Question

Initially spring in its natural length now a block at mass $0.25\;kg$ is released then find out the maximum force by the system on the floor?

\[\begin{align}
  & A.15N \\
 & B.20N \\
 & C.25N \\
 & D.30N \\
\end{align}\]

Answer 1

Hint: Here, we need to find the normal force acting on the lower block. Since there is a spring mass system above the lower block we can say that it exerts some force on the lower block. Also the force exerted by the spring mass system is given from Hooke’s law.
Formula: $\dfrac{1}{2}kx^{2}=m_{1}gx$

Complete answer:
Let us assume that the spring mass system of the given body is isolated. Then we know from Hooke’s law that the magnitude of the force exerted by the spring is directly proportional to the displacement of the spring. It is mathematically expressed as $F=-kx$, $k$ is the spring constant. The negative sign indicates that the spring is resisting the applied force.
Let us now consider the free body diagram of the lower block of mass $m_{2}=2kg$, as shown below.

Then we have,
$N=kx+m_{2}g$
$\implies N=kx+2\times 10$
$\implies N=kx+20$
Also, from work energy theorem, we know that the work done is moving the spring by some $x$ distance due to the force of the spring, results in $W=\Delta E$, where, $E$ is the energy of the system, here we have potential energy.

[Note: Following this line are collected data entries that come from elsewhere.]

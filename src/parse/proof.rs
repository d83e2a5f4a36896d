use crate::{
    parse::{line::parse_line, stream::ParseErrorCtx},
    semant::ArgumentLibrary,
    sentence::Sentence,
    strings::{ASSUMPTION_RULE, PREMISE_RULE, SEPARATOR},
    verify::VerificationError,
};
use itertools::Itertools;
use log::{debug, trace};
use std::fmt;
use thiserror::Error;
use ustr::Ustr;

/// A line or sub-proof cited by a rule. Line numbers are 0-based.
#[derive(Debug, Clone, Copy, PartialEq, Eq, Hash)]
pub enum Citation {
    Line(usize),
    Range(usize, usize),
}

impl fmt::Display for Citation {
    fn fmt(&self, f: &mut fmt::Formatter<'_>) -> fmt::Result {
        match self {
            Citation::Line(line) => write!(f, "{}", line + 1),
            Citation::Range(start, end) => write!(f, "{}-{}", start + 1, end + 1),
        }
    }
}

#[derive(Debug, Clone, PartialEq, Eq)]
pub struct RuleCitation {
    pub name: Ustr,
    pub premises: Vec<Citation>,
}

impl RuleCitation {
    pub fn new(name: Ustr, premises: Vec<Citation>) -> Self {
        Self { name, premises }
    }

    /// `V`, introducing a premise of the whole proof.
    pub fn is_premise(&self) -> bool {
        self.name == *PREMISE_RULE
    }

    /// `A`, opening a sub-proof.
    pub fn is_assumption(&self) -> bool {
        self.name == *ASSUMPTION_RULE
    }
}

impl fmt::Display for RuleCitation {
    fn fmt(&self, f: &mut fmt::Formatter<'_>) -> fmt::Result {
        write!(f, "{}", self.name)?;
        if !self.premises.is_empty() {
            write!(f, "({})", self.premises.iter().join(", "))?;
        }
        Ok(())
    }
}

#[derive(Debug, Clone, PartialEq, Eq)]
pub struct ProofStep {
    /// Index of the text line the step was read from.
    pub raw_line: usize,
    /// The step's own 0-based line number as written.
    pub line: usize,
    /// Sub-proof nesting, 1 at the outermost level.
    pub depth: usize,
    pub sentence: Sentence,
    pub rule: RuleCitation,
}

impl fmt::Display for ProofStep {
    fn fmt(&self, f: &mut fmt::Formatter<'_>) -> fmt::Result {
        write!(
            f,
            "{}{} {} {}",
            "|".repeat(self.depth),
            self.line + 1,
            self.sentence,
            self.rule
        )
    }
}

#[derive(Debug, Clone, PartialEq, Eq)]
pub enum ParsedLine {
    Separator { depth: usize },
    Step(ProofStep),
}

impl fmt::Display for ParsedLine {
    fn fmt(&self, f: &mut fmt::Formatter<'_>) -> fmt::Result {
        match self {
            ParsedLine::Separator { depth } => {
                write!(f, "{}{}", "|".repeat(depth.saturating_sub(1)), *SEPARATOR)
            }
            ParsedLine::Step(step) => write!(f, "{step}"),
        }
    }
}

#[derive(Debug, Clone, PartialEq, Eq, Error)]
pub enum ParseErrorKind {
    #[error("a sub-proof must be opened exactly one level deeper than the line before it")]
    InvalidDepth,
    #[error("expected a premise `V` or the separator `|-`")]
    ExpectedSeparatorOrPremise,
    #[error("expected the separator `|-`")]
    ExpectedSeparator,
    #[error("expected a premise `V` before the separator")]
    ExpectedPremise,
    #[error("expected an assumption `A` to open a sub-proof")]
    ExpectedAssumption,
    #[error("`{0}` is not the name of a rule")]
    InvalidArgumentName(Ustr),
    #[error("malformed line: {0}")]
    ParserError(ParseErrorCtx),
}

/// A parsed proof: premises followed by the body, sub-proofs flattened with
/// their depth recorded on each step.
#[derive(Debug, Clone, Default, PartialEq, Eq)]
pub struct Proof {
    steps: Vec<ProofStep>,
}

impl Proof {
    pub fn new(steps: Vec<ProofStep>) -> Self {
        Self { steps }
    }

    pub fn steps(&self) -> &[ProofStep] {
        &self.steps
    }

    pub fn len(&self) -> usize {
        self.steps.len()
    }

    pub fn is_empty(&self) -> bool {
        self.steps.is_empty()
    }

    pub fn premises(&self) -> impl Iterator<Item = &ProofStep> {
        self.steps.iter().filter(|s| s.rule.is_premise())
    }

    /// Print the proof back to line notation, separators included.
    pub fn to_lines(&self) -> Vec<String> {
        let mut lines = Vec::new();
        let header = self.premises().count();

        for step in &self.steps[..header] {
            lines.push(step.to_string());
        }
        lines.push(ParsedLine::Separator { depth: 1 }.to_string());

        for step in &self.steps[header..] {
            lines.push(step.to_string());
            if step.rule.is_assumption() {
                lines.push(ParsedLine::Separator { depth: step.depth }.to_string());
            }
        }

        lines
    }
}

/// Parse proof text into steps, enforcing the block discipline:
///
/// - premises `V` at depth 1, then a separator;
/// - in the body, a line deeper than the step before it must be an
///   assumption `A` exactly one level deeper, followed by a separator;
/// - every other body line must cite a rule of `library`.
pub fn parse_proof<S: AsRef<str>>(
    lines: &[S],
    library: &ArgumentLibrary,
) -> Result<Proof, VerificationError> {
    let parser = ProofParser {
        lines,
        index: 0,
        steps: Vec::new(),
        library,
    };
    parser.parse()
}

struct ProofParser<'a, S> {
    lines: &'a [S],
    index: usize,
    steps: Vec<ProofStep>,
    library: &'a ArgumentLibrary,
}

impl<S: AsRef<str>> ProofParser<'_, S> {
    fn next_line(&mut self) -> Result<Option<ParsedLine>, VerificationError> {
        let lines = self.lines;
        let Some(text) = lines.get(self.index) else {
            return Ok(None);
        };
        let raw_line = self.index;
        self.index += 1;

        let line = parse_line(text.as_ref(), raw_line).map_err(|e| {
            VerificationError::parse(ParseErrorKind::ParserError(e.ctx().clone()), raw_line, None)
        })?;
        trace!("line {raw_line}: {line:?}");

        Ok(Some(line))
    }

    fn error(&self, kind: ParseErrorKind, line: ParsedLine) -> VerificationError {
        VerificationError::parse(kind, self.index - 1, Some(line))
    }

    fn error_at_end(&self, kind: ParseErrorKind) -> VerificationError {
        VerificationError::parse(kind, self.lines.len(), None)
    }

    fn parse(mut self) -> Result<Proof, VerificationError> {
        self.parse_premises()?;
        self.parse_body()?;

        debug!("parsed {} proof steps", self.steps.len());
        Ok(Proof::new(self.steps))
    }

    fn parse_premises(&mut self) -> Result<(), VerificationError> {
        loop {
            let step = match self.next_line()? {
                None => return Err(self.error_at_end(ParseErrorKind::ExpectedSeparatorOrPremise)),
                Some(ParsedLine::Separator { .. }) => return Ok(()),
                Some(ParsedLine::Step(step)) => step,
            };

            if step.rule.is_premise() {
                if step.depth != 1 {
                    return Err(self.error(ParseErrorKind::InvalidDepth, ParsedLine::Step(step)));
                }
                self.steps.push(step);
            } else if step.rule.is_assumption() {
                return Err(self.error(ParseErrorKind::ExpectedPremise, ParsedLine::Step(step)));
            } else {
                return Err(self.error(
                    ParseErrorKind::ExpectedSeparatorOrPremise,
                    ParsedLine::Step(step),
                ));
            }
        }
    }

    fn parse_body(&mut self) -> Result<(), VerificationError> {
        while let Some(line) = self.next_line()? {
            let step = match line {
                ParsedLine::Step(step) => step,
                separator @ ParsedLine::Separator { .. } => {
                    let kind = ParseErrorKind::InvalidArgumentName(*SEPARATOR);
                    return Err(self.error(kind, separator));
                }
            };

            let current_depth = self.steps.last().map_or(1, |s| s.depth);

            if step.depth > current_depth {
                self.parse_assumption(step, current_depth)?;
            } else if step.rule.is_premise()
                || step.rule.is_assumption()
                || !self.library.contains(step.rule.name)
            {
                let kind = ParseErrorKind::InvalidArgumentName(step.rule.name);
                return Err(self.error(kind, ParsedLine::Step(step)));
            } else {
                self.steps.push(step);
            }
        }

        Ok(())
    }

    fn parse_assumption(
        &mut self,
        step: ProofStep,
        current_depth: usize,
    ) -> Result<(), VerificationError> {
        if !step.rule.is_assumption() {
            return Err(self.error(ParseErrorKind::ExpectedAssumption, ParsedLine::Step(step)));
        }
        if step.depth != current_depth + 1 {
            return Err(self.error(ParseErrorKind::InvalidDepth, ParsedLine::Step(step)));
        }
        self.steps.push(step);

        match self.next_line()? {
            Some(ParsedLine::Separator { .. }) => Ok(()),
            Some(line) => Err(self.error(ParseErrorKind::ExpectedSeparator, line)),
            None => Err(self.error_at_end(ParseErrorKind::ExpectedSeparator)),
        }
    }
}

If the spring is in its natural length, then we have, the work done of the upper block of mass $m_{1}=0.25kg$ is given as $\dfrac{1}{2}kx^{2}=m_{1}gx$
$\implies \dfrac{1}{2}kx=m_{1}g$
$kx=2m_{1}g$
Substituting, we get, $kx=2\times 0.25\times 10$
$\implies kx=5N$
Substituting in the normal force, we get
 $\implies N=5+20=25N$
$\therefore N=25N$ is the required answer.

Note:
The force on the spring is either due to the compression or due to the extension of the spring. We can say that $k$ is a restoring force which tries to restore the spring to its equilibrium position. The spring constant is expressed in terms of $N/m$ .